RubberDucks clubhouse manager Shad Gross is probably thinking of replacing the placards that adorn the team’s individual lockers with removable “Hello My Name is” stickers.

That’s the season it has been for the Ducks, who entered their 99th game in the Eastern League on Saturday with an incredible 133 transactions.

That’s more than a move a day for a squad not just trying to develop major-league talent, but one trying to stay in the hunt in the Western Division.

“It’s just part of it,” RubberDucks pitching coach Tony Arnold said. “Pieces come and pieces go. When you get new pieces, it’s our job to acclimate them into what’s going on at any given level. Who you have is who you’re working with and you make it work.”

While that might sound matter of fact, this season’s team has been a revolving door in terms of player movement.

It’s not that players don’t pan out and leave the game as much as it is a need at the higher levels. Add to that promotions, and the influx of new players can be a challenge.

The Indians also made things interesting with Mike Clevinger, Corey Kluber, Carlos Carrasco, Jefry Rodriguez, Cody Anderson and Dan Otero, who pitched Saturday, put on the injured list. Tyler Naquin, Jason Kipnis, Francisco Lindor also spent time on the IL.

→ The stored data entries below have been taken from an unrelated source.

//! Retry decorator for transient backend failures.

use super::{GenerationError, GenerationRequest, TextGenerator};
use async_trait::async_trait;
use rand::Rng;
use std::sync::Arc;
use std::time::Duration;
use tracing::{error, warn};

/// Backoff settings for [`RetryingGenerator`].
#[derive(Debug, Clone)]
pub struct RetryConfig {
    /// Retries after the first attempt.
    pub max_retries: u32,
    pub base_delay_ms: u64,
    pub max_delay_ms: u64,
    /// Fraction of the delay added or removed at random.
    pub jitter: f64,
}

impl Default for RetryConfig {
    fn default() -> Self {
        Self {
            max_retries: 3,
            base_delay_ms: 1000,
            max_delay_ms: 30_000,
            jitter: 0.2,
        }
    }
}

impl RetryConfig {
    /// Delay before retry number `attempt` (0-based), without jitter.
    pub fn base_delay(&self, attempt: u32) -> Duration {
        let factor = 2u64.saturating_pow(attempt);
        let ms = self.base_delay_ms.saturating_mul(factor).min(self.max_delay_ms);
        Duration::from_millis(ms)
    }

    fn jittered_delay(&self, attempt: u32) -> Duration {
        let base = self.base_delay(attempt).as_millis() as f64;
        let jitter = self.jitter.clamp(0.0, 1.0);
        let factor = if jitter > 0.0 {
            1.0 + rand::thread_rng().gen_range(-jitter..=jitter)
        } else {
            1.0
        };
        Duration::from_millis((base * factor).max(0.0) as u64)
    }
}

/// Wraps a generator and retries transient backend errors.
///
/// Blocked and empty responses are returned as-is.
pub struct RetryingGenerator {
    inner: Arc<dyn TextGenerator>,
    config: RetryConfig,
}

impl RetryingGenerator {
    pub fn new(inner: Arc<dyn TextGenerator>) -> Self {
        Self {
            inner,
            config: RetryConfig::default(),
        }
    }

    pub fn with_config(mut self, config: RetryConfig) -> Self {
        self.config = config;
        self
    }
}

#[async_trait]
impl TextGenerator for RetryingGenerator {
    async fn generate(&self, request: GenerationRequest) -> Result<String, GenerationError> {
        let mut attempt = 0;
        loop {
            match self.inner.generate(request.clone()).await {
                Ok(text) => return Ok(text),
                Err(e) if e.is_transient() && attempt < self.config.max_retries => {
                    let delay = self.config.jittered_delay(attempt);
                    warn!(
                        attempt = attempt + 1,
                        delay_ms = delay.as_millis() as u64,
                        error = %e,
                        "Transient generation failure, retrying"
                    );
                    tokio::time::sleep(delay).await;
                    attempt += 1;
                }
                Err(e) => {
                    if e.is_transient() {
                        error!(attempts = attempt + 1, error = %e, "Retries exhausted");
                    }
                    return Err(e);
                }
            }
        }
    }
}

#[cfg(test)]
mod tests {
    use super::*;
    use crate::testing::ScriptedGenerator;

    fn network_error() -> GenerationError {
        GenerationError::Backend(::gemini::Error::Network("connection reset".into()))
    }

    #[test]
    fn test_backoff_is_capped() {
        let config = RetryConfig::default();
        assert_eq!(config.base_delay(0), Duration::from_millis(1000));
        assert_eq!(config.base_delay(2), Duration::from_millis(4000));
        assert_eq!(config.base_delay(10), Duration::from_millis(30_000));
    }

    #[tokio::test(start_paused = true)]
    async fn test_retries_transient_then_succeeds() {
        let scripted = Arc::new(ScriptedGenerator::new(vec![
            Err(network_error()),
            Ok("The river froze.".to_string()),
        ]));
        let generator = RetryingGenerator::new(scripted.clone());

        let text = generator
            .generate(GenerationRequest::new("Continue", 0.7))
            .await
            .unwrap();
        assert_eq!(text, "The river froze.");
        assert_eq!(scripted.call_count(), 2);
    }

    #[tokio::test(start_paused = true)]
    async fn test_blocked_is_not_retried() {
        let scripted = Arc::new(ScriptedGenerator::new(vec![
            Err(GenerationError::Blocked {
                reason: "SAFETY".into(),
            }),
            Ok("never reached".to_string()),
        ]));
        let generator = RetryingGenerator::new(scripted.clone());

        let err = generator
            .generate(GenerationRequest::new("Continue", 0.7))
            .await
            .unwrap_err();
        assert!(matches!(err, GenerationError::Blocked { .. }));
        assert_eq!(scripted.call_count(), 1);
    }

    #[tokio::test(start_paused = true)]
    async fn test_gives_up_after_max_retries() {
        let scripted = Arc::new(ScriptedGenerator::new(vec![
            Err(network_error()),
            Err(network_error()),
            Err(network_error()),
        ]));
        let generator = RetryingGenerator::new(scripted.clone()).with_config(RetryConfig {
            max_retries: 2,
            ..RetryConfig::default()
        });

        let err = generator
            .generate(GenerationRequest::new("Continue", 0.7))
            .await
            .unwrap_err();
        assert!(err.is_transient());
        assert_eq!(scripted.call_count(), 3);
    }
}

While all may not have rehabilitated in Akron, the ripple down affected every club.

“Our job is to take it one day at a time and provide the players with the resources to maximize their potential,” Ducks manager Rouglas Odor said. “They did it in such a short time that it’s exciting to see them get to the next level.

“It’s a huge responsibility because we knew we had to develop players because the big-league club was counting on us. It was nice to see them give the opportunity to minor-league players. Not just an opportunity, but to see them have success there.”

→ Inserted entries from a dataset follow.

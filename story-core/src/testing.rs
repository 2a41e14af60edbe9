//! Testing utilities for story sessions.
//!
//! This module provides tools for offline testing:
//! - `ScriptedGenerator` for deterministic runs without API calls
//! - Sample world, cast and plot fixtures
//! - Assertion helpers for verifying narrative state

use crate::config::Plot;
use crate::llm::{GenerationError, GenerationRequest, TextGenerator};
use crate::memory::{Character, NarrativeState, ViolationKind, World};
use async_trait::async_trait;
use std::collections::VecDeque;
use std::sync::Mutex;

/// A generator that returns scripted replies in order.
///
/// Story fragments and analysis replies share one queue, so a session turn
/// consumes two entries: the fragment, then its analysis. Once the queue is
/// empty every call fails with `EmptyResponse`. All requests are recorded.
pub struct ScriptedGenerator {
    replies: Mutex<VecDeque<Result<String, GenerationError>>>,
    requests: Mutex<Vec<GenerationRequest>>,
}

impl ScriptedGenerator {
    pub fn new(replies: Vec<Result<String, GenerationError>>) -> Self {
        Self {
            replies: Mutex::new(replies.into()),
            requests: Mutex::new(Vec::new()),
        }
    }

    /// Script successful replies only.
    pub fn from_texts<I, S>(texts: I) -> Self
    where
        I: IntoIterator<Item = S>,
        S: Into<String>,
    {
        Self::new(texts.into_iter().map(|t| Ok(t.into())).collect())
    }

    /// Add a reply to the end of the queue.
    pub fn push(&self, reply: Result<String, GenerationError>) {
        self.replies
            .lock()
            .unwrap_or_else(|e| e.into_inner())
            .push_back(reply);
    }

    /// Every request received so far.
    pub fn requests(&self) -> Vec<GenerationRequest> {
        self.requests
            .lock()
            .unwrap_or_else(|e| e.into_inner())
            .clone()
    }

    pub fn call_count(&self) -> usize {
        self.requests.lock().unwrap_or_else(|e| e.into_inner()).len()
    }

    /// Replies not yet consumed.
    pub fn remaining(&self) -> usize {
        self.replies.lock().unwrap_or_else(|e| e.into_inner()).len()
    }
}

#[async_trait]
impl TextGenerator for ScriptedGenerator {
    async fn generate(&self, request: GenerationRequest) -> Result<String, GenerationError> {
        request.validate()?;
        self.requests
            .lock()
            .unwrap_or_else(|e| e.into_inner())
            .push(request);
        self.replies
            .lock()
            .unwrap_or_else(|e| e.into_inner())
            .pop_front()
            .unwrap_or(Err(GenerationError::EmptyResponse))
    }
}

// ============================================================================
// Fixtures
// ============================================================================

/// A small 14th-century world with two explicit rules.
pub fn sample_world() -> World {
    World::new("Five Elements", "Ming China, 1380")
        .with_description("Five monasteries each guard an elemental artifact.")
        .with_rule("No gunpowder weapons")
        .with_rule("Elemental magic requires meditation")
}

/// A monk, an apprentice and a thief.
pub fn sample_characters() -> Vec<Character> {
    vec![
        Character::new("Li Wei", "monk")
            .with_element("water")
            .with_trait("patient")
            .with_trait("stubborn")
            .with_goal("Recover the jade artifact"),
        Character::new("Lin Yao", "apprentice")
            .with_element("wood")
            .with_trait("curious")
            .with_goal("Prove herself to the abbot"),
        Character::new("Zhang Hao", "thief")
            .with_element("fire")
            .with_trait("cunning")
            .with_goal("Sell the artifact"),
    ]
}

pub fn sample_plot() -> Plot {
    Plot {
        inciting_incident: "The jade artifact is stolen from the water monastery".into(),
        complications: "Zhang Hao has allies among the palace guards".into(),
        climax: "A duel on the frozen lake".into(),
        resolution: "The artifact returns and Zhang Hao chooses exile".into(),
        theme: "Balance between duty and freedom".into(),
    }
}

/// Fresh state seeded with the sample plot's inciting incident.
pub fn sample_state() -> NarrativeState {
    NarrativeState::new(
        sample_world(),
        sample_characters(),
        [sample_plot().inciting_incident],
    )
}

// ============================================================================
// Assertion Helpers
// ============================================================================

/// Assert that some fact description contains `needle`.
#[track_caller]
pub fn assert_has_fact(state: &NarrativeState, needle: &str) {
    assert!(
        state.facts().iter().any(|f| f.description.contains(needle)),
        "Expected a fact containing '{needle}'"
    );
}

/// Assert that an item with this exact name exists.
#[track_caller]
pub fn assert_has_item(state: &NarrativeState, name: &str) {
    assert!(
        state.find_item(name).is_some(),
        "Expected item '{name}' to exist"
    );
}

/// Assert the number of recorded inconsistencies of `kind`.
#[track_caller]
pub fn assert_inconsistency_count(state: &NarrativeState, kind: ViolationKind, expected: usize) {
    let actual = state
        .inconsistencies()
        .iter()
        .filter(|i| i.kind == kind)
        .count();
    assert_eq!(
        actual, expected,
        "Expected {expected} {kind} inconsistencies, got {actual}"
    );
}

/// Assert fact ids are exactly 1..=n.
#[track_caller]
pub fn assert_fact_ids_sequential(state: &NarrativeState) {
    for (index, fact) in state.facts().iter().enumerate() {
        assert_eq!(
            fact.id,
            index + 1,
            "Fact '{}' has id {} at position {}",
            fact.description,
            fact.id,
            index + 1
        );
    }
}

#[cfg(test)]
mod tests {
    use super::*;

    #[tokio::test]
    async fn test_scripted_replies_in_order() {
        let generator = ScriptedGenerator::from_texts(["first", "second"]);
        let one = generator.generate(GenerationRequest::new("a", 0.7)).await;
        let two = generator.generate(GenerationRequest::new("b", 0.2)).await;
        let three = generator.generate(GenerationRequest::new("c", 0.2)).await;

        assert_eq!(one.unwrap(), "first");
        assert_eq!(two.unwrap(), "second");
        assert!(matches!(three, Err(GenerationError::EmptyResponse)));
        assert_eq!(generator.call_count(), 3);
        assert_eq!(generator.requests()[1].temperature, 0.2);
    }

    #[tokio::test]
    async fn test_push_extends_queue() {
        let generator = ScriptedGenerator::from_texts(Vec::<String>::new());
        generator.push(Ok("late".into()));
        assert_eq!(generator.remaining(), 1);
        let text = generator.generate(GenerationRequest::new("x", 0.5)).await;
        assert_eq!(text.unwrap(), "late");
    }

    #[test]
    fn test_sample_state() {
        let state = sample_state();
        assert_eq!(state.characters().len(), 3);
        assert_has_fact(&state, "jade artifact is stolen");
        assert_fact_ids_sequential(&state);
    }
}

Add to that, players like Daniel Johnson (39 games), James Karinchak (10), Zach Plesac (6) and Aaron Civale (5), who spent just a handful of games with the club, and it can be difficult to keep the fluidity moving.

“You’re not trying to keep somebody here so they can have unbelievable numbers,” Arnold said. “As a coach, you have to have vision on what the major-league club needs. If you’re in A ball and you have a guy that might go up or you have a guaranteed guy here or at the Triple A level, you have to understand that in that short period of time, you might have to do things quicker so that they are prepared.”

What happens with players like the aforementioned quartet is an expedited learning curve at Double A as coaches make sure the players all have the tools they need to succeed at the next level.

“It’s awesome because our goal as a staff is to get them here and get them up as fast as we can,” Ducks hitting coach Justin Toole said. “While personally you want kids to be here longer because they’re good players, it’s rewarding as a staff to get guys moving up because you know you’re helping them chase their dreams, while also impacting the organization.”

That has players amped to show the organization what they have as the current youth movement is in full force.

“It’s really exciting for us in Akron and Columbus to see some of the guys that we’ve played with get an opportunity in the big leagues and be able to produce,” RubberDucks first baseball Connor Marabell said. “It shows how good our player development is and that they can trust us up there.”